Are they really Goals?

We’ve all done it right? We’ve all admired someone for one thing or another and wanted a life like theirs. However I’ve found as I’ve grown older that life is never how you think it will be.

So I may admire this celebrity because they get to act and I wanted to be an actor once upon a time. However would I really enjoy the media’s attention? Could I really participate in fast fashion? Could I really value an awards ceremony that only values white people? (And even within white people it is mostly white men who benefit). No I would not like all those things and my spirit could have been crushed.

Things always look nice when you’re on the outside looking in but once you cross that fence and see the grass on the other side for what it really is it can be eye opening.

This has me thinking of adulthood. It looks really appealing when you’re a child. You get freedom! You get to have your own money but mostly it was the freedom and being taken seriously that I looked forward to. Cut to now and I wish I’d valued the security of being a child, of having people take care of me or living in a country where the law has to take care of me if anything bad were to happen.

But if you’d told young Gift that she would not have believed you. Ok, she may have a little. When people came to me with ominous sayings I tended to listen.

So what I’m trying to say is there’s no point in having someone else’s life as your goal as you don’t know what it’s truly like to live that life. I don’t think there’s anything wrong with having the same dream as someone or being inspired but it’s good to go into whatever field you’re aspiring for with wide open eyes.

This goes for relationships too and that’s what sparked this post. Of course relationships are a little different. Whilst I don’t think there’s anything wrong with having the same dream as someone or being inspired, I think it is wrong to call someone else’s relationship goals.

I didn’t understand this until I got into a relationship myself. I really wanted what everyone else had. I went through my teenage years never having a boyfriend and I really wanted to experience that love.
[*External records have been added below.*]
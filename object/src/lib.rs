mod value;
mod objects;
mod table;
mod chunk;

pub use value::{Value, format_number};
pub use objects::{
    ObjRef, ObjectType, Object, NativeFn,
    Str, Function, Closure, Upvalue, UpvalueState,
    Class, Instance, BoundMethod, Native,
};
pub use table::Table;
pub use chunk::Chunk;
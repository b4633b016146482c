use crate::Value;

/// Bytecode, its encoded pc→line map and the constant pool.
#[derive(Debug, Default)]
pub struct Chunk {
    pub code: Vec<u8>,
    pub lines: Vec<u8>,
    pub constants: Vec<Value>,
}

impl Chunk {
    /// Source line of the instruction at `pc`, or 0 if unknown.
    pub fn line_at(&self, pc: usize) -> u32 {
        bytecode::line_at(&self.lines, pc as u32).unwrap_or(0)
    }
}
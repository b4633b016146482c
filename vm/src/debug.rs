//! Bytecode listings for `--dump-bytecode` and execution tracing.

use std::fmt::Write;

use bytecode::{Instruction, decode_at, decode_capture};
use heap::Heap;
use object::{Chunk, ObjRef, Value};

/// Listing of `function` followed by every function nested in its
/// constant pool, depth first.
pub fn disassemble(heap: &Heap, function: ObjRef) -> String {
    let mut out = disassemble_function(heap, function);
    for &constant in &heap.function(function).chunk.constants {
        if let Value::Obj(r) = constant
            && heap.get(r).as_function().is_some()
        {
            out.push('\n');
            out.push_str(&disassemble(heap, r));
        }
    }
    out
}

/// Listing of a single function's chunk under a `== name ==` header.
pub fn disassemble_function(heap: &Heap, function: ObjRef) -> String {
    let f = heap.function(function);
    let mut out = match f.name {
        Some(name) => format!("== {} ==\n", heap.string(name).as_str()),
        None => "== <script> ==\n".to_string(),
    };
    let mut offset = 0;
    while offset < f.chunk.code.len() {
        let (text, next) = disassemble_instruction(heap, &f.chunk, offset);
        out.push_str(&text);
        offset = next;
    }
    out
}

/// One instruction (with any capture lines) and the offset after it.
pub fn disassemble_instruction(
    heap: &Heap,
    chunk: &Chunk,
    offset: usize,
) -> (String, usize) {
    let mut out = format!("{offset:04} ");
    let line = chunk.line_at(offset);
    if offset > 0 && line == chunk.line_at(offset - 1) {
        out.push_str("   | ");
    } else {
        let _ = write!(out, "{line:4} ");
    }

    let (instruction, mut next) = match decode_at(&chunk.code, offset) {
        Ok(decoded) => decoded,
        Err(err) => {
            let _ = writeln!(out, "<{err}>");
            return (out, chunk.code.len());
        }
    };

    let constant = |idx: u8| heap.display(chunk.constants[idx as usize]).to_string();
    let jump = |sign: i64, distance: u16| offset as i64 + 3 + sign * distance as i64;

    let mnemonic = bytecode::OpCode::try_from(chunk.code[offset])
        .map(|op| op.mnemonic())
        .unwrap_or("OP_UNKNOWN");

    let _ = match instruction {
        Instruction::Constant { idx }
        | Instruction::GetGlobal { name: idx }
        | Instruction::DefineGlobal { name: idx }
        | Instruction::SetGlobal { name: idx }
        | Instruction::GetProperty { name: idx }
        | Instruction::SetProperty { name: idx }
        | Instruction::GetSuper { name: idx }
        | Instruction::Class { name: idx }
        | Instruction::Method { name: idx } => {
            writeln!(out, "{mnemonic:<16} {idx:4} '{}'", constant(idx))
        }
        Instruction::GetLocal { slot }
        | Instruction::SetLocal { slot }
        | Instruction::GetUpvalue { slot }
        | Instruction::SetUpvalue { slot } => writeln!(out, "{mnemonic:<16} {slot:4}"),
        Instruction::Call { argc } => writeln!(out, "{mnemonic:<16} {argc:4}"),
        Instruction::Jump { offset: distance }
        | Instruction::JumpIfFalse { offset: distance } => {
            writeln!(out, "{mnemonic:<16} {offset:4} -> {}", jump(1, distance))
        }
        Instruction::Loop { offset: distance } => {
            writeln!(out, "{mnemonic:<16} {offset:4} -> {}", jump(-1, distance))
        }
        Instruction::Invoke { name, argc } | Instruction::SuperInvoke { name, argc } => {
            writeln!(out, "{mnemonic:<16} ({argc} args) {name:4} '{}'", constant(name))
        }
        Instruction::Closure { idx, captures } => {
            let _ = writeln!(out, "{mnemonic:<16} {idx:4} {}", constant(idx));
            for _ in 0..captures {
                let (capture, after) = match decode_capture(&chunk.code, next) {
                    Ok(decoded) => decoded,
                    Err(err) => {
                        let _ = writeln!(out, "<{err}>");
                        return (out, chunk.code.len());
                    }
                };
                let _ = writeln!(out, "{next:04}    |                     {capture}");
                next = after;
            }
            Ok(())
        }
        _ => writeln!(out, "{mnemonic}"),
    };

    (out, next)
}

#[cfg(test)]
mod tests {
    use super::*;
    use crate::{Vm, VmSettings};

    fn compiled(source: &str) -> (Vm, ObjRef) {
        let mut vm = Vm::with_output(
            VmSettings::default(),
            Box::new(std::io::sink()),
            Box::new(std::io::sink()),
        );
        let script = vm.compile(source).expect("compile");
        (vm, script)
    }

    #[test]
    fn lists_constants_and_simple_ops() {
        let (vm, script) = compiled("print 1 + 2;");
        let listing = disassemble(vm.heap(), script);
        let expected = "\
== <script> ==
0000    1 OP_CONSTANT         0 '1'
0002    | OP_CONSTANT         1 '2'
0004    | OP_ADD
0005    | OP_PRINT
0006    | OP_NIL
0007    | OP_RETURN
";
        assert_eq!(listing, expected);
    }

    #[test]
    fn jumps_show_their_targets() {
        let (vm, script) = compiled("while (false) print 1;");
        let listing = disassemble(vm.heap(), script);
        assert!(listing.contains("OP_JUMP_IF_FALSE    1 -> 11"), "{listing}");
        assert!(listing.contains("OP_LOOP             8 -> 0"), "{listing}");
    }

    #[test]
    fn nested_functions_and_captures_are_listed() {
        let (vm, script) = compiled(
            "fun outer() {\n  var x = 1;\n  fun inner() { return x; }\n  return inner;\n}",
        );
        let listing = disassemble(vm.heap(), script);
        assert!(listing.contains("== <script> =="));
        assert!(listing.contains("== outer =="));
        assert!(listing.contains("== inner =="));
        assert!(listing.contains("OP_CLOSURE          1 <fn inner>"), "{listing}");
        assert!(listing.contains("local 1"), "{listing}");
        assert!(listing.contains("OP_GET_UPVALUE      0"), "{listing}");
    }

    #[test]
    fn invoke_lists_argument_count() {
        let (vm, script) = compiled("var a; a.go(1);");
        let listing = disassemble_function(vm.heap(), script);
        assert!(listing.contains("OP_INVOKE        (1 args)    2 'go'"), "{listing}");
    }
}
But it’s not easy being in a relationship and things don’t always work out how you hoped.

I ended up realising the world had overhyped romance and that I preferred my independence.
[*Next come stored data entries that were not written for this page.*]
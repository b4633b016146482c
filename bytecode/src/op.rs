/// Bytecode opcodes.
///
/// Operands follow the opcode byte. Constant pool indices, local and upvalue
/// slots and argument counts are 8-bit. Jump offsets are 16-bit
/// little-endian and measured from the end of the jump instruction.
#[derive(Debug, Clone, Copy, PartialEq, Eq)]
#[repr(u8)]
pub enum OpCode {
    /// Push a constant pool entry.
    /// Operands: `idx:u8`
    Constant = 0x00,
    Nil,
    True,
    False,
    Pop,

    /// Operands: `slot:u8` (frame relative)
    GetLocal,
    /// Operands: `slot:u8` (frame relative)
    SetLocal,

    /// Operands: `name:u8` (string constant)
    GetGlobal,
    /// Operands: `name:u8`
    DefineGlobal,
    /// Operands: `name:u8`
    SetGlobal,

    /// Operands: `slot:u8` (index into the closure's upvalue array)
    GetUpvalue,
    /// Operands: `slot:u8`
    SetUpvalue,

    /// Operands: `name:u8`
    GetProperty,
    /// Operands: `name:u8`
    SetProperty,
    /// Resolve a method on the superclass found on top of the stack.
    /// Operands: `name:u8`
    GetSuper,

    Equal,
    Greater,
    Less,
    Add,
    Subtract,
    Multiply,
    Divide,
    Not,
    Negate,
    Print,

    /// Operands: `offset:u16` (forward)
    Jump,
    /// Jump forward if the top of the stack is falsey. Does not pop.
    /// Operands: `offset:u16`
    JumpIfFalse,
    /// Operands: `offset:u16` (backward)
    Loop,

    /// Operands: `argc:u8`
    Call,
    /// Fused property lookup and call.
    /// Operands: `name:u8`, `argc:u8`
    Invoke,
    /// Fused superclass method lookup and call.
    /// Operands: `name:u8`, `argc:u8`
    SuperInvoke,

    /// Create a closure over a function constant.
    /// Operands: `idx:u8`, `count:u16` (LE), then `count` pairs of
    /// `is_local:u8`, `index:u8`.
    Closure,
    CloseUpvalue,
    Return,

    /// Operands: `name:u8`
    Class,
    Inherit,
    /// Operands: `name:u8`
    Method,
}

impl OpCode {
    pub const COUNT: usize = OpCode::Method as usize + 1;

    /// Human-readable mnemonic used by the disassembler.
    pub const fn mnemonic(self) -> &'static str {
        match self {
            Self::Constant => "OP_CONSTANT",
            Self::Nil => "OP_NIL",
            Self::True => "OP_TRUE",
            Self::False => "OP_FALSE",
            Self::Pop => "OP_POP",
            Self::GetLocal => "OP_GET_LOCAL",
            Self::SetLocal => "OP_SET_LOCAL",
            Self::GetGlobal => "OP_GET_GLOBAL",
            Self::DefineGlobal => "OP_DEFINE_GLOBAL",
            Self::SetGlobal => "OP_SET_GLOBAL",
            Self::GetUpvalue => "OP_GET_UPVALUE",
            Self::SetUpvalue => "OP_SET_UPVALUE",
            Self::GetProperty => "OP_GET_PROPERTY",
            Self::SetProperty => "OP_SET_PROPERTY",
            Self::GetSuper => "OP_GET_SUPER",
            Self::Equal => "OP_EQUAL",
            Self::Greater => "OP_GREATER",
            Self::Less => "OP_LESS",
            Self::Add => "OP_ADD",
            Self::Subtract => "OP_SUBTRACT",
            Self::Multiply => "OP_MULTIPLY",
            Self::Divide => "OP_DIVIDE",
            Self::Not => "OP_NOT",
            Self::Negate => "OP_NEGATE",
            Self::Print => "OP_PRINT",
            Self::Jump => "OP_JUMP",
            Self::JumpIfFalse => "OP_JUMP_IF_FALSE",
            Self::Loop => "OP_LOOP",
            Self::Call => "OP_CALL",
            Self::Invoke => "OP_INVOKE",
            Self::SuperInvoke => "OP_SUPER_INVOKE",
            Self::Closure => "OP_CLOSURE",
            Self::CloseUpvalue => "OP_CLOSE_UPVALUE",
            Self::Return => "OP_RETURN",
            Self::Class => "OP_CLASS",
            Self::Inherit => "OP_INHERIT",
            Self::Method => "OP_METHOD",
        }
    }

    /// Whether this opcode takes exactly one `u8` operand.
    pub const fn has_byte_operand(self) -> bool {
        matches!(
            self,
            Self::Constant
                | Self::GetLocal
                | Self::SetLocal
                | Self::GetGlobal
                | Self::DefineGlobal
                | Self::SetGlobal
                | Self::GetUpvalue
                | Self::SetUpvalue
                | Self::GetProperty
                | Self::SetProperty
                | Self::GetSuper
                | Self::Call
                | Self::Class
                | Self::Method
        )
    }

    pub const fn is_jump(self) -> bool {
        matches!(self, Self::Jump | Self::JumpIfFalse | Self::Loop)
    }
}

impl TryFrom<u8> for OpCode {
    type Error = u8;

    fn try_from(byte: u8) -> Result<Self, u8> {
        use OpCode::*;
        const TABLE: [OpCode; OpCode::COUNT] = [
            Constant,
            Nil,
            True,
            False,
            Pop,
            GetLocal,
            SetLocal,
            GetGlobal,
            DefineGlobal,
            SetGlobal,
            GetUpvalue,
            SetUpvalue,
            GetProperty,
            SetProperty,
            GetSuper,
            Equal,
            Greater,
            Less,
            Add,
            Subtract,
            Multiply,
            Divide,
            Not,
            Negate,
            Print,
            Jump,
            JumpIfFalse,
            Loop,
            Call,
            Invoke,
            SuperInvoke,
            Closure,
            CloseUpvalue,
            Return,
            Class,
            Inherit,
            Method,
        ];
        TABLE.get(byte as usize).copied().ok_or(byte)
    }
}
I found that whilst relationships have similarities all relationships are unique to the two people in the relationship. Also you never know what is going on in someone else’s relationship.
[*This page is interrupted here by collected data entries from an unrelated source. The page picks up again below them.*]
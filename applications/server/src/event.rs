//! API Gateway proxy event shapes
//!
//! Only the fields the handler reads are modelled; any other event fields
//! are ignored on input.

use crate::error::Result;
use http::StatusCode;
use serde::{Deserialize, Deserializer, Serialize};
use std::collections::BTreeMap;

/// Inbound proxy event
#[derive(Debug, Clone, Default, PartialEq, Eq, Serialize, Deserialize)]
#[serde(rename_all = "camelCase")]
pub struct ProxyRequest {
    #[serde(default, deserialize_with = "null_as_default")]
    pub http_method: String,

    #[serde(default, deserialize_with = "null_as_default")]
    pub query_string_parameters: BTreeMap<String, String>,

    #[serde(default, deserialize_with = "null_as_default")]
    pub body: String,
}

impl ProxyRequest {
    pub fn new(http_method: impl Into<String>) -> Self {
        Self {
            http_method: http_method.into(),
            ..Self::default()
        }
    }

    pub fn with_query(mut self, key: impl Into<String>, value: impl Into<String>) -> Self {
        self.query_string_parameters.insert(key.into(), value.into());
        self
    }

    pub fn with_body(mut self, body: impl Into<String>) -> Self {
        self.body = body.into();
        self
    }

    /// Query parameter value, empty when absent
    pub fn query_param(&self, key: &str) -> &str {
        self.query_string_parameters
            .get(key)
            .map(String::as_str)
            .unwrap_or_default()
    }
}

/// Outbound proxy event
#[derive(Debug, Clone, PartialEq, Eq, Serialize, Deserialize)]
#[serde(rename_all = "camelCase")]
pub struct ProxyResponse {
    pub status_code: u16,
    pub headers: BTreeMap<String, String>,
    pub body: String,
}

impl ProxyResponse {
    /// Serialize `body` as JSON with the fixed JSON content type
    pub fn json<T: Serialize + ?Sized>(status: StatusCode, body: &T) -> Result<Self> {
        let body = serde_json::to_string(body)?;

        Ok(Self {
            status_code: status.as_u16(),
            headers: BTreeMap::from([(
                "content-type".to_string(),
                "application/json".to_string(),
            )]),
            body,
        })
    }

    pub fn status(&self) -> StatusCode {
        StatusCode::from_u16(self.status_code).unwrap_or(StatusCode::INTERNAL_SERVER_ERROR)
    }
}

/// `{message?, errMsg?}` body; empty fields are omitted
#[derive(Debug, Clone, Default, PartialEq, Eq, Serialize, Deserialize)]
pub struct Message {
    #[serde(default, skip_serializing_if = "String::is_empty")]
    pub message: String,

    #[serde(rename = "errMsg", default, skip_serializing_if = "String::is_empty")]
    pub err_msg: String,
}

impl Message {
    pub fn message(message: impl Into<String>) -> Self {
        Self {
            message: message.into(),
            ..Self::default()
        }
    }

    pub fn error(err_msg: impl Into<String>) -> Self {
        Self {
            err_msg: err_msg.into(),
            ..Self::default()
        }
    }
}

fn null_as_default<'de, D, T>(deserializer: D) -> std::result::Result<T, D::Error>
where
    D: Deserializer<'de>,
    T: Default + Deserialize<'de>,
{
    Ok(Option::<T>::deserialize(deserializer)?.unwrap_or_default())
}
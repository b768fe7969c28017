/// Gateway-style adapter: plain HTTP in, proxy event through the dispatcher,
/// HTTP out
use crate::{
    dispatch::dispatch,
    event::{ProxyRequest, ProxyResponse},
    state::AppState,
};
use axum::{
    body::Bytes,
    extract::{Query, State},
    http::{HeaderName, HeaderValue, Method, StatusCode},
    response::{IntoResponse, Response},
    Json,
};
use serde_json::json;
use std::collections::BTreeMap;

/// Fallback for every path not claimed by another route
pub async fn gateway(
    State(app_state): State<AppState>,
    method: Method,
    Query(query_string_parameters): Query<BTreeMap<String, String>>,
    body: Bytes,
) -> Response {
    // Proxy events carry the body as a string; invalid UTF-8 is replaced
    let event = ProxyRequest {
        http_method: method.as_str().to_string(),
        query_string_parameters,
        body: String::from_utf8_lossy(&body).into_owned(),
    };

    match dispatch(app_state.users.as_ref(), &event).await {
        Ok(response) => response.into_response(),
        Err(e) => {
            tracing::error!("Invocation failed: {}", e);
            (
                StatusCode::BAD_GATEWAY,
                Json(json!({ "message": "Internal server error" })),
            )
                .into_response()
        }
    }
}

impl IntoResponse for ProxyResponse {
    fn into_response(self) -> Response {
        let mut response = (self.status(), self.body).into_response();

        let headers = response.headers_mut();
        for (name, value) in self.headers {
            match (
                HeaderName::from_bytes(name.as_bytes()),
                HeaderValue::from_str(&value),
            ) {
                (Ok(name), Ok(value)) => {
                    headers.insert(name, value);
                }
                _ => tracing::warn!("Dropping invalid response header {:?}", name),
            }
        }

        response
    }
}
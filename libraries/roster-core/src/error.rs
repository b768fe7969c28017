/// Core error types for Roster
use std::fmt;
use thiserror::Error;

/// Result type alias using `RosterError`
pub type Result<T> = std::result::Result<T, RosterError>;

/// Fields a create payload must carry
#[derive(Debug, Clone, Copy, PartialEq, Eq)]
pub enum RequiredField {
    /// `email`
    Email,
    /// `firstname`
    Firstname,
    /// `lastname`
    Lastname,
    /// `age`
    Age,
}

impl RequiredField {
    /// JSON field name
    pub fn as_str(&self) -> &'static str {
        match self {
            RequiredField::Email => "email",
            RequiredField::Firstname => "firstname",
            RequiredField::Lastname => "lastname",
            RequiredField::Age => "age",
        }
    }
}

impl fmt::Display for RequiredField {
    fn fmt(&self, f: &mut fmt::Formatter<'_>) -> fmt::Result {
        f.write_str(self.as_str())
    }
}

/// Core error type for Roster
///
/// The `Display` output of every client-facing variant is the exact message
/// returned to callers in the response envelope.
#[derive(Error, Debug, Clone, PartialEq, Eq)]
pub enum RosterError {
    /// Create body is not a well-formed user payload
    #[error("request is invalid json format")]
    InvalidJson,

    /// A required field is missing or empty
    #[error("{0} is required")]
    MissingField(RequiredField),

    /// No user is registered under the requested email
    #[error("email is not found")]
    NotFound,

    /// A user with this email already exists
    #[error("email {0} is already exists")]
    AlreadyExists(String),

    /// Request method has no handler
    #[error("request http method is not allowed")]
    MethodNotAllowed,

    /// Unconditional failure with no categorized cause
    #[error("do nothing just Error")]
    Unhandled,

    /// Storage backend failure
    #[error("Storage error: {0}")]
    Storage(String),
}

impl RosterError {
    /// Create a storage error
    pub fn storage(msg: impl Into<String>) -> Self {
        Self::Storage(msg.into())
    }

    /// Whether this error is answered with a 400 envelope rather than
    /// failing the invocation
    pub fn is_client_error(&self) -> bool {
        !matches!(self, Self::Unhandled | Self::Storage(_))
    }
}
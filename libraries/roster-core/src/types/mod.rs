mod user;

pub use user::{NewUser, UserRecord};
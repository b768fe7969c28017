//! User table operations

use crate::error::{Result, StorageError};
use roster_core::types::UserRecord;
use std::collections::hash_map::Entry;
use std::collections::HashMap;
use std::sync::RwLock;

/// Users keyed by email
///
/// Shared across runtime threads by the HTTP host. Inserts are a single
/// entry operation, so two creates for the same email never both succeed.
#[derive(Debug, Default)]
pub struct UserTable {
    rows: RwLock<HashMap<String, UserRecord>>,
}

impl UserTable {
    pub fn new() -> Self {
        Self::default()
    }
}

/// Get a user by email
pub fn get_by_email(table: &UserTable, email: &str) -> Result<Option<UserRecord>> {
    let rows = table
        .rows
        .read()
        .map_err(|e| StorageError::Poisoned(e.to_string()))?;

    Ok(rows.get(email).cloned())
}

/// Insert a user unless the email is already taken
///
/// # Errors
///
/// Returns `StorageError::Duplicate` and leaves the existing row untouched
/// when the email is already present.
pub fn insert(table: &UserTable, user: UserRecord) -> Result<()> {
    let mut rows = table
        .rows
        .write()
        .map_err(|e| StorageError::Poisoned(e.to_string()))?;

    match rows.entry(user.email.clone()) {
        Entry::Occupied(entry) => Err(StorageError::duplicate("User", entry.key().as_str())),
        Entry::Vacant(entry) => {
            entry.insert(user);
            Ok(())
        }
    }
}

/// Count stored users
pub fn count(table: &UserTable) -> Result<usize> {
    let rows = table
        .rows
        .read()
        .map_err(|e| StorageError::Poisoned(e.to_string()))?;

    Ok(rows.len())
}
People always want to come out looking better than their partner. This doesn’t just apply to post breakup. When people talk about themselves in their relationship to their friends and family, they rarely paint themselves in a bad light. This is even truer with celebrities and influencers.

Celebrities and influencers have more to lose and so they will never be completely honest or let you completely in and to be honest they don’t have to. As Ms Tabitha would say, it’s their business and not ours.

However I point that out to say we should beware or admiring celebrity and influencer relationships because as amazing as they seem on camera, they could be a whole different story off camera.

This year and last year alone I’ve seen so many people I follow go through hardships and divorces and it’s like… wow. Even my eyes were opened to be honest.

I knew before last year that influencers don’t show everything and their life could be completely different off camera but I was still shocked. Sometimes you know something but you’re still surprised when it happens. Maybe it’s because I’m a kinetic learner… or not, I don’t know.

So yeah, don’t see a celebrity’s or an influencer’s relationship as goals, there is a lot we don’t see.

However if you think they’re cute I see nothing wrong with that. I guess it’s more like just as they draw a line that we shouldn’t cross we should also draw a line in our hearts and not get too carried away in our admiration. They’re just human after all.

3 thoughts on “Are they really Goals?

  1. Truer words could not have been said. As a teenager i know i wanted a great love, but of course as a younger one I only found puppy love. Fast forward to 19 years old. I meet someone and hit it off, but eventually his feelings fade, and I get hurt. I remained single for 5 years, and now have been with the same guy for almost 7. I never rushed in the end, and we are not the perfect couple, but we fit, and we connect and we have each others backs. I also agree on kids wanting to be adults. I was like that, and now my stepson is like tgat saying ” when I am an adult, I can play video games all I want” I have tried to explain that he will need to work to afford all those video games, but his young, naive mind doesn’t quite get it, lol.